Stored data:
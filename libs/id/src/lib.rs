//! # gluon-id
//!
//! Opaque integer ID types for gluon fleet-manager entities.
//!
//! All identifiers in this system are opaque integers issued by the store
//! (Postgres `BIGSERIAL` primary keys). Each entity kind gets its own newtype so
//! a `NodeId` can never be accidentally passed where an `IpPoolId` is expected,
//! while the wire representation stays a plain JSON number.

mod error;
mod macros;
mod types;

pub use error::IdError;
pub use types::*;
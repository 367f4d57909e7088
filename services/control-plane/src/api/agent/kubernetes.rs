//! Agent-facing surface for kubernetes lifecycle arbitration: what to do
//! next, and reporting back what happened.

use axum::extract::State;
use axum::Json;
use chrono::{DateTime, Utc};
use serde::{Deserialize, Serialize};

use crate::api::error::ApiError;
use crate::api::request_context::NodeAuth;
use crate::kubernetes::{self, KubernetesReport, KubernetesTask};
use crate::state::AppState;
use crate::{ipam, topology};

/// The wire shape of [`KubernetesTask`]: `action` tags the variant, the
/// other fields are populated only for the action that needs them.
#[derive(Debug, Serialize)]
pub struct TaskResponse {
    pub action: &'static str,
    #[serde(skip_serializing_if = "Option::is_none")]
    pub control_plane_endpoint: Option<String>,
    #[serde(skip_serializing_if = "Option::is_none")]
    pub pod_cidr: Option<String>,
    #[serde(skip_serializing_if = "Option::is_none")]
    pub service_cidr: Option<String>,
    #[serde(skip_serializing_if = "Option::is_none")]
    pub version: Option<String>,
    #[serde(skip_serializing_if = "Option::is_none")]
    pub join_command: Option<String>,
}

impl From<KubernetesTask> for TaskResponse {
    fn from(task: KubernetesTask) -> Self {
        match task {
            KubernetesTask::None => TaskResponse {
                action: "none",
                control_plane_endpoint: None,
                pod_cidr: None,
                service_cidr: None,
                version: None,
                join_command: None,
            },
            KubernetesTask::Wait => TaskResponse {
                action: "wait",
                control_plane_endpoint: None,
                pod_cidr: None,
                service_cidr: None,
                version: None,
                join_command: None,
            },
            KubernetesTask::Init {
                control_plane_endpoint,
                pod_cidr,
                service_cidr,
                version,
            } => TaskResponse {
                action: "init",
                control_plane_endpoint: Some(control_plane_endpoint),
                pod_cidr: Some(pod_cidr),
                service_cidr: Some(service_cidr),
                version: Some(version),
                join_command: None,
            },
            KubernetesTask::JoinControlPlane { join_command } => TaskResponse {
                action: "join_control_plane",
                control_plane_endpoint: None,
                pod_cidr: None,
                service_cidr: None,
                version: None,
                join_command: Some(join_command),
            },
            KubernetesTask::JoinWorker { join_command } => TaskResponse {
                action: "join_worker",
                control_plane_endpoint: None,
                pod_cidr: None,
                service_cidr: None,
                version: None,
                join_command: Some(join_command),
            },
        }
    }
}

pub async fn task(
    State(state): State<AppState>,
    NodeAuth { node_id }: NodeAuth,
) -> Result<Json<TaskResponse>, ApiError> {
    let pool = state.db().pool();

    let node = topology::load_node(pool, node_id.value())
        .await?
        .ok_or_else(|| ApiError::not_found("not_found", "node not found"))?;
    let loopback_address = ipam::allocate_loopback_ip(pool, node_id).await?;

    let task = kubernetes::next_task(pool, &node, &loopback_address.to_string()).await?;
    Ok(Json(task.into()))
}

#[derive(Debug, Deserialize)]
pub struct ReportRequest {
    pub state: String,
    #[serde(default)]
    pub message: Option<String>,
    #[serde(default)]
    pub control_plane_endpoint: Option<String>,
    #[serde(default)]
    pub pod_cidr: Option<String>,
    #[serde(default)]
    pub service_cidr: Option<String>,
    #[serde(default)]
    pub kubernetes_version: Option<String>,
    #[serde(default)]
    pub worker_join_command: Option<String>,
    #[serde(default)]
    pub control_plane_join_command: Option<String>,
    #[serde(default)]
    pub join_command_expires_at: Option<DateTime<Utc>>,
}

#[derive(Debug, Serialize)]
pub struct ReportResponse {
    pub recorded: bool,
}

pub async fn report(
    State(state): State<AppState>,
    NodeAuth { node_id }: NodeAuth,
    Json(body): Json<ReportRequest>,
) -> Result<Json<ReportResponse>, ApiError> {
    let pool = state.db().pool();

    let report = KubernetesReport {
        state: body.state,
        message: body.message,
        control_plane_endpoint: body.control_plane_endpoint,
        pod_cidr: body.pod_cidr,
        service_cidr: body.service_cidr,
        kubernetes_version: body.kubernetes_version,
        worker_join_command: body.worker_join_command,
        control_plane_join_command: body.control_plane_join_command,
        join_command_expires_at: body.join_command_expires_at,
    };

    kubernetes::record_report(pool, node_id, &report).await?;

    if let Some(endpoint) = &report.control_plane_endpoint {
        kubernetes::correct_advertise_address(pool, endpoint).await?;
    }

    Ok(Json(ReportResponse { recorded: true }))
}

#[cfg(test)]
mod tests {
    use super::*;

    #[test]
    fn wait_task_omits_all_optional_fields() {
        let response: TaskResponse = KubernetesTask::Wait.into();
        let json = serde_json::to_value(&response).unwrap();
        assert_eq!(json, serde_json::json!({"action": "wait"}));
    }

    #[test]
    fn join_worker_task_carries_only_join_command() {
        let response: TaskResponse = KubernetesTask::JoinWorker {
            join_command: "kubeadm join ...".into(),
        }
        .into();
        let json = serde_json::to_value(&response).unwrap();
        assert_eq!(
            json,
            serde_json::json!({"action": "join_worker", "join_command": "kubeadm join ..."})
        );
    }
}
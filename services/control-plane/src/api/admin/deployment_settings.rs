//! Deployment-wide CIDR and port/cost settings, and the network rebuild
//! this triggers when a CIDR changes.

use axum::extract::State;
use axum::Json;
use serde::Deserialize;

use crate::api::error::ApiError;
use crate::api::request_context::AdminAuth;
use crate::events::{self, ACTOR_ADMIN};
use crate::ipam;
use crate::models::{DeploymentSettingsRow, NodeRole, NodeRow};
use crate::state::AppState;

pub async fn get_settings(
    State(state): State<AppState>,
    _admin: AdminAuth,
) -> Result<Json<DeploymentSettingsRow>, ApiError> {
    let row = ipam::load_settings(state.db().pool()).await?;
    Ok(Json(row))
}

#[derive(Debug, Deserialize)]
pub struct UpdateSettingsRequest {
    pub overlay_prefix: String,
    pub hub_to_hub_prefix: String,
    pub hub_worker_prefix_template: String,
    pub loopback_prefix: String,
    pub wireguard_base_port: i32,
    pub hub_to_hub_cost: i32,
    pub hub_to_worker_cost: i32,
    pub worker_to_hub_cost: i32,
    pub ospf_area: i32,
    pub ospf_hello_interval: i32,
    pub ospf_dead_interval: i32,
    /// Must be `true` for a request that changes any CIDR; otherwise the
    /// update is refused so an operator can't trigger a rebuild by accident.
    #[serde(default)]
    pub rebuild: bool,
}

fn cidr_fields_changed(current: &DeploymentSettingsRow, next: &UpdateSettingsRequest) -> bool {
    current.overlay_prefix != next.overlay_prefix
        || current.hub_to_hub_prefix != next.hub_to_hub_prefix
        || current.hub_worker_prefix_template != next.hub_worker_prefix_template
        || current.loopback_prefix != next.loopback_prefix
}

pub async fn update_settings(
    State(state): State<AppState>,
    _admin: AdminAuth,
    Json(body): Json<UpdateSettingsRequest>,
) -> Result<Json<DeploymentSettingsRow>, ApiError> {
    let pool = state.db().pool();
    let current = ipam::load_settings(pool).await?;

    if cidr_fields_changed(&current, &body) && !body.rebuild {
        return Err(ApiError {
            status: axum::http::StatusCode::CONFLICT,
            response: crate::api::error::ErrorResponse::new(
                "requires_rebuild",
                "networking rebuild required for CIDR changes",
            ),
        });
    }

    let mut tx = pool.begin().await?;

    let updated = sqlx::query_as::<_, DeploymentSettingsRow>(
        r#"
        UPDATE deployment_settings
        SET overlay_prefix = $1, hub_to_hub_prefix = $2, hub_worker_prefix_template = $3,
            loopback_prefix = $4, wireguard_base_port = $5, hub_to_hub_cost = $6,
            hub_to_worker_cost = $7, worker_to_hub_cost = $8, ospf_area = $9,
            ospf_hello_interval = $10, ospf_dead_interval = $11, updated_at = now()
        WHERE id = 1
        RETURNING id, overlay_prefix, hub_to_hub_prefix, hub_worker_prefix_template,
                  loopback_prefix, wireguard_base_port, hub_to_hub_cost, hub_to_worker_cost,
                  worker_to_hub_cost, ospf_area, ospf_hello_interval, ospf_dead_interval,
                  updated_at
        "#,
    )
    .bind(&body.overlay_prefix)
    .bind(&body.hub_to_hub_prefix)
    .bind(&body.hub_worker_prefix_template)
    .bind(&body.loopback_prefix)
    .bind(body.wireguard_base_port)
    .bind(body.hub_to_hub_cost)
    .bind(body.hub_to_worker_cost)
    .bind(body.worker_to_hub_cost)
    .bind(body.ospf_area)
    .bind(body.ospf_hello_interval)
    .bind(body.ospf_dead_interval)
    .fetch_one(&mut *tx)
    .await?;

    if body.rebuild {
        rebuild_network(&mut tx, &updated).await?;
    }

    tx.commit().await?;

    events::record_audit(
        pool,
        ACTOR_ADMIN,
        "deployment_settings.updated",
        serde_json::json!({"rebuild": body.rebuild}),
    )
    .await;

    Ok(Json(updated))
}

/// Tears down every derived allocation and pool, then re-derives them from
/// scratch under the new settings, in a single transaction so a failure
/// midway leaves nothing half-migrated for callers to observe.
async fn rebuild_network(
    tx: &mut sqlx::Transaction<'_, sqlx::Postgres>,
    settings: &DeploymentSettingsRow,
) -> Result<(), ApiError> {
    sqlx::query("DELETE FROM link_allocations").execute(&mut **tx).await?;
    sqlx::query("DELETE FROM ip_allocations").execute(&mut **tx).await?;
    sqlx::query("DELETE FROM ip_pools").execute(&mut **tx).await?;

    ensure_default_pools_in_tx(tx, settings).await?;

    let nodes: Vec<NodeRow> = sqlx::query_as(
        r#"SELECT id, hostname, provider, os, role, status, hub_number, wireguard_keys,
                  public_address, reported_desired_role, kubernetes_joined_role,
                  last_heartbeat_at, last_heartbeat_snapshot, created_at, updated_at
           FROM nodes WHERE status != 'decommissioned' ORDER BY id"#,
    )
    .fetch_all(&mut **tx)
    .await?;

    for node in &nodes {
        allocate_loopback_in_tx(tx, node.id).await?;
        if node.role == NodeRole::Hub {
            sqlx::query("UPDATE nodes SET hub_number = NULL WHERE id = $1")
                .bind(node.id)
                .execute(&mut **tx)
                .await?;
        }
    }
    for node in &nodes {
        if node.role == NodeRole::Hub && ipam::role_requires_hub_number(node.role) {
            ensure_hub_number_in_tx(tx, node.id).await?;
        }
    }

    Ok(())
}

async fn ensure_default_pools_in_tx(
    tx: &mut sqlx::Transaction<'_, sqlx::Postgres>,
    settings: &DeploymentSettingsRow,
) -> Result<(), ApiError> {
    use crate::models::IpPoolPurpose;

    async fn insert_pool(
        tx: &mut sqlx::Transaction<'_, sqlx::Postgres>,
        purpose: IpPoolPurpose,
        hub_number: Option<i32>,
        cidr: &str,
    ) -> Result<(), ApiError> {
        sqlx::query("INSERT INTO ip_pools (purpose, hub_number, cidr) VALUES ($1, $2, $3)")
            .bind(purpose)
            .bind(hub_number)
            .bind(cidr)
            .execute(&mut **tx)
            .await?;
        Ok(())
    }

    insert_pool(tx, IpPoolPurpose::Loopback, None, &settings.loopback_prefix).await?;
    insert_pool(tx, IpPoolPurpose::HubToHub, None, &settings.hub_to_hub_prefix).await?;
    for hub_number in ipam::HUB_NUMBERS {
        let cidr = settings.hub_worker_prefix_template.replace("{hub}", &hub_number.to_string());
        insert_pool(tx, IpPoolPurpose::HubWorker, Some(hub_number), &cidr).await?;
    }
    Ok(())
}

async fn allocate_loopback_in_tx(
    tx: &mut sqlx::Transaction<'_, sqlx::Postgres>,
    node_id: i64,
) -> Result<(), ApiError> {
    use gluon_networking::{Ipv4Allocator, Ipv4Prefix};
    use std::net::Ipv4Addr;
    use std::str::FromStr;

    let pool_row: (i64, String) =
        sqlx::query_as("SELECT id, cidr FROM ip_pools WHERE purpose = 'loopback'")
            .fetch_one(&mut **tx)
            .await?;

    let taken: Vec<String> = sqlx::query_scalar("SELECT address FROM ip_allocations WHERE pool_id = $1")
        .bind(pool_row.0)
        .fetch_all(&mut **tx)
        .await?;
    let taken: Vec<Ipv4Addr> = taken.iter().map(|a| Ipv4Addr::from_str(a).expect("stored address is valid IPv4")).collect();

    let prefix = Ipv4Prefix::from_cidr(&pool_row.1).map_err(|e| ApiError::internal("internal_error", e.to_string()))?;
    let allocator = Ipv4Allocator::new(prefix);
    let address = allocator.allocate(&taken).map_err(|e| ApiError::internal("internal_error", e.to_string()))?;

    sqlx::query("INSERT INTO ip_allocations (pool_id, node_id, address) VALUES ($1, $2, $3)")
        .bind(pool_row.0)
        .bind(node_id)
        .bind(address.to_string())
        .execute(&mut **tx)
        .await?;
    Ok(())
}

async fn ensure_hub_number_in_tx(
    tx: &mut sqlx::Transaction<'_, sqlx::Postgres>,
    node_id: i64,
) -> Result<(), ApiError> {
    let taken: Vec<i32> = sqlx::query_scalar(
        "SELECT hub_number FROM nodes WHERE hub_number IS NOT NULL ORDER BY hub_number",
    )
    .fetch_all(&mut **tx)
    .await?;

    let next = ipam::HUB_NUMBERS
        .into_iter()
        .find(|n| !taken.contains(n))
        .ok_or_else(|| ApiError::internal("hub_numbers_exhausted", "no hub numbers remain"))?;

    sqlx::query("UPDATE nodes SET hub_number = $2 WHERE id = $1")
        .bind(node_id)
        .bind(next)
        .execute(&mut **tx)
        .await?;
    Ok(())
}

#[cfg(test)]
mod tests {
    use super::*;

    fn sample_settings() -> DeploymentSettingsRow {
        DeploymentSettingsRow {
            id: 1,
            overlay_prefix: "10.10.0.0/16".into(),
            hub_to_hub_prefix: "10.10.1.0/24".into(),
            hub_worker_prefix_template: "10.10.{hub}.0/24".into(),
            loopback_prefix: "10.10.255.0/24".into(),
            wireguard_base_port: 51820,
            hub_to_hub_cost: 10,
            hub_to_worker_cost: 20,
            worker_to_hub_cost: 20,
            ospf_area: 10,
            ospf_hello_interval: 1,
            ospf_dead_interval: 3,
            updated_at: chrono::Utc::now(),
        }
    }

    #[test]
    fn detects_cidr_change() {
        let current = sample_settings();
        let mut next = UpdateSettingsRequest {
            overlay_prefix: current.overlay_prefix.clone(),
            hub_to_hub_prefix: current.hub_to_hub_prefix.clone(),
            hub_worker_prefix_template: current.hub_worker_prefix_template.clone(),
            loopback_prefix: current.loopback_prefix.clone(),
            wireguard_base_port: current.wireguard_base_port,
            hub_to_hub_cost: current.hub_to_hub_cost,
            hub_to_worker_cost: current.hub_to_worker_cost,
            worker_to_hub_cost: current.worker_to_hub_cost,
            ospf_area: current.ospf_area,
            ospf_hello_interval: current.ospf_hello_interval,
            ospf_dead_interval: current.ospf_dead_interval,
            rebuild: false,
        };
        assert!(!cidr_fields_changed(&current, &next));
        next.loopback_prefix = "10.11.255.0/24".into();
        assert!(cidr_fields_changed(&current, &next));
    }
}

- **Task instructions**: The response must contain each line above that holds the string "VALUES".

- **Reply to the task**:
        sqlx::query("INSERT INTO ip_pools (purpose, hub_number, cidr) VALUES ($1, $2, $3)")
    sqlx::query("INSERT INTO ip_allocations (pool_id, node_id, address) VALUES ($1, $2, $3)")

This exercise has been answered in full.